Even though January starts on a dreary note, the end of the month is always quite special as I have my fiancé’s and my mum’s birthday to plan for. This year, I’ve also got my engagement to celebrate and a wedding to think about, so I decided to make the most of my champagne by experimenting with cooking dishes that use champagne as a recipe and then
testing them on treating my loved ones, perhaps with a view to perhaps incorporating some of these things in my wedding celebrations.
I enlisted the help of a glamorous assistant (LD) who suggested I started my project with a tricky little dish he likes to call ‘A Glass Of Champagne’. This is much more in line with my previous ideas about cooking with champagne, or should I say, cooking alongside champagne, and got the project off to a great start!
I started with a champagne jelly, which despite the time it takes to set was actually ridiculously easy to prepare. After creating a sugar syrup (with hot water and 50g of sugar), I soaked four sheets of gelatine in a bowl that contained 500ml of champagne. After a couple of minutes, I removed the gelatine sheets, squeezed out the extra water and added them to the sugar syrup. My assistant took over the whisking duties, once the gelatine had completely dissolved I added the mix to the champagne and put the whole bowl in the fridge to firm up a bit.

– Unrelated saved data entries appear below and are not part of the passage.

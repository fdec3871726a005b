//! Logging setup: env_logger, routed through indicatif when bars are drawn

use indicatif::MultiProgress;

/// Dependencies that are too chatty at debug level
const QUIET_DEPS: &str = "hyper=info,hyper_util=info,reqwest=info,native_tls=info";

/// ANSI color code and padded label for a log level.
fn level_style(level: log::Level, color: bool) -> (&'static str, &'static str, &'static str) {
    let label = match level {
        log::Level::Error => "ERROR",
        log::Level::Warn => "WARN ",
        log::Level::Info => "INFO ",
        log::Level::Debug => "DEBUG",
        log::Level::Trace => "TRACE",
    };
    if !color {
        return ("", label, "");
    }
    let ansi = match level {
        log::Level::Error => "\x1b[31m",
        log::Level::Warn => "\x1b[33m",
        log::Level::Info => "\x1b[32m",
        log::Level::Debug => "\x1b[36m",
        log::Level::Trace => "\x1b[35m",
    };
    (ansi, label, "\x1b[0m")
}

/// Default filter string for the chosen verbosity.
fn default_filter(quiet: bool, debug: bool) -> String {
    if debug {
        format!("debug,{QUIET_DEPS}")
    } else if quiet {
        "warn".to_string()
    } else {
        "info".to_string()
    }
}

/// Logger that prints through indicatif MultiProgress to avoid mixing with progress bars.
pub struct IndicatifLogger {
    inner: env_logger::Logger,
    multi: MultiProgress,
}

impl IndicatifLogger {
    pub fn new(inner: env_logger::Logger, multi: MultiProgress) -> Self {
        Self { inner, multi }
    }
}

impl log::Log for IndicatifLogger {
    fn enabled(&self, metadata: &log::Metadata) -> bool {
        self.inner.enabled(metadata)
    }

    fn log(&self, record: &log::Record) {
        if self.inner.matches(record) {
            // only installed on a TTY, so always colored
            let (pre, label, post) = level_style(record.level(), true);
            let line = format!("[{pre}{label}{post}] {}", record.args());
            self.multi.suspend(|| eprintln!("{line}"));
        }
    }

    fn flush(&self) {
        self.inner.flush();
    }
}

/// Initialize logging. `RUST_LOG` overrides the verbosity flags.
///
/// With `multi`, lines are printed above the progress bars; without it,
/// plain `[LEVEL] message` lines suitable for log aggregation are written.
pub fn init_logging(
    quiet: bool,
    debug: bool,
    multi: Option<&MultiProgress>,
) -> Result<(), log::SetLoggerError> {
    use std::io::Write;

    let env = env_logger::Env::default().default_filter_or(default_filter(quiet, debug));

    if let Some(multi) = multi {
        let logger = env_logger::Builder::from_env(env).build();
        let max_level = logger.filter();
        log::set_boxed_logger(Box::new(IndicatifLogger::new(logger, multi.clone())))?;
        log::set_max_level(max_level);
        Ok(())
    } else {
        env_logger::Builder::from_env(env)
            .format(|buf, record| {
                let (_, label, _) = level_style(record.level(), false);
                writeln!(buf, "[{label}] {}", record.args())
            })
            .try_init()
    }
}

While that was in the fridge, I started preparation on the ganache (for milk chocolate champagne truffles. I broke 100g of good quality milk chocolate (I used Waitrose own chocolate which has over 40% cocoa solids) into small pieces and set in a bowl, then I heated 90g of double cream together with a pinch of sea salt until it started to simmer and quickly poured the cream over the chocolate. I mixed the cream and chocolate mixture until all the lumps disappeared, while my assistant painstakingly measured out 30ml of champagne and added this in two stages to the chocolate mix (you need to stir in the champagne as soon as it hits the chocolate and starts to fizz).

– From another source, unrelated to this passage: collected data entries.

//! Shared HTTP client, runtime, and body helpers with stall detection.
//!
//! Uses async reqwest internally with tokio::time::timeout for stall detection,
//! but callers drive it synchronously through [`SHARED_RUNTIME`] so the
//! pipeline can run on plain worker threads.

use std::io::{self, Write};
use std::sync::LazyLock;
use std::time::Duration;

use futures_util::StreamExt;

use crate::error::FetchError;
use crate::shutdown::ShutdownFlag;

/// Connect timeout
const CONNECT_TIMEOUT: Duration = Duration::from_secs(30);

/// Tunables for remote calls, validated once at startup.
#[derive(Debug, Clone, Copy, PartialEq, Eq)]
pub struct HttpConfig {
    /// Longest wait for the next chunk (or a whole small body) before giving up
    pub read_timeout: Duration,
    /// Transient-failure retries per unit of work (0 = fail fast)
    pub max_retries: u32,
    /// First backoff delay; doubles on every retry
    pub backoff_base: Duration,
}

impl Default for HttpConfig {
    fn default() -> Self {
        Self {
            read_timeout: Duration::from_secs(60),
            max_retries: 3,
            backoff_base: Duration::from_secs(2),
        }
    }
}

/// Shared async HTTP client with connection pooling.
static SHARED_CLIENT: LazyLock<reqwest::Client> = LazyLock::new(|| {
    reqwest::Client::builder()
        .connect_timeout(CONNECT_TIMEOUT)
        .pool_max_idle_per_host(8)
        .build()
        .expect("failed to build HTTP client")
});

/// Get shared HTTP client.
pub fn http_client() -> &'static reqwest::Client {
    &SHARED_CLIENT
}

/// Shared tokio runtime for HTTP operations.
pub static SHARED_RUNTIME: LazyLock<tokio::runtime::Runtime> = LazyLock::new(|| {
    tokio::runtime::Builder::new_multi_thread()
        .worker_threads(2)
        .enable_all()
        .build()
        .expect("failed to build tokio runtime")
});

fn stall_error(read_timeout: Duration) -> FetchError {
    FetchError::Io(io::Error::new(
        io::ErrorKind::TimedOut,
        format!("read timeout ({}s with no data)", read_timeout.as_secs()),
    ))
}

/// Read a whole response body as text, bounded by `read_timeout`.
pub async fn read_text(
    response: reqwest::Response,
    read_timeout: Duration,
) -> Result<String, FetchError> {
    match tokio::time::timeout(read_timeout, response.text()).await {
        Ok(body) => body.map_err(FetchError::from_reqwest),
        Err(_) => Err(stall_error(read_timeout)),
    }
}

/// Stream a response body into `out`, returning the number of bytes written.
///
/// Each chunk must arrive within `read_timeout`. The shutdown flag is checked
/// between chunks. `on_progress` receives the running byte count. A body
/// shorter than its advertised `Content-Length` is [`FetchError::Truncated`].
pub async fn copy_body<W: Write>(
    response: reqwest::Response,
    out: &mut W,
    read_timeout: Duration,
    shutdown: &ShutdownFlag,
    mut on_progress: impl FnMut(u64),
) -> Result<u64, FetchError> {
    let expected = response.content_length();
    let mut stream = response.bytes_stream();
    let mut written = 0u64;

    loop {
        if shutdown.is_requested() {
            return Err(FetchError::Cancelled);
        }
        let next = match tokio::time::timeout(read_timeout, stream.next()).await {
            Ok(next) => next,
            Err(_) => return Err(stall_error(read_timeout)),
        };
        let Some(chunk) = next else { break };
        let chunk = chunk.map_err(FetchError::from_reqwest)?;
        out.write_all(&chunk)?;
        written += chunk.len() as u64;
        on_progress(written);
    }

    match expected {
        Some(expected) if written < expected => Err(FetchError::Truncated {
            expected,
            received: written,
        }),
        _ => Ok(written),
    }
}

I then waited for it to cool slightly and put the whole lot in the fridge, next to the jelly.
So far, so easy. I was a bit slower than I should have been because I hadn’t made either dish before and did a lot of double checking the steps, as well as quality control work by testing the champagne as I went along.
After an hour, I took the jelly out of the fridge and used a soup ladle to transfer it to six champagne saucers that I had bought specifically for making this dessert. This would also be the time to add some fruit (perhaps raspberries) but I had decided to stick to a plain jelly to serve alongside the rich truffles. I covered the glasses with cling film and put them back in the fridge to set … I have never used gelatine sheets before and was surprised at just how long it took the champagne jellies to set. I ended up leaving them overnight, but it was worth it!
I also left the chocolate ganache to set overnight, I was a bit worried that it would harden up and be impossible to work with but when I took it out of the fridge the next morning it had the consistency of a firm chocolate mousse.
I put a couple of dessertspoonfuls of unsweetened cocoa powder in a bowl, and then took a teaspoonful of the ganache at a time, rolled it between my palms into a ball shape, and dipped it in the cocoa powder. This made 20 truffle centres, which I placed on a sheet of baking parchment, and popped back in the fridge for an hour to firm up again.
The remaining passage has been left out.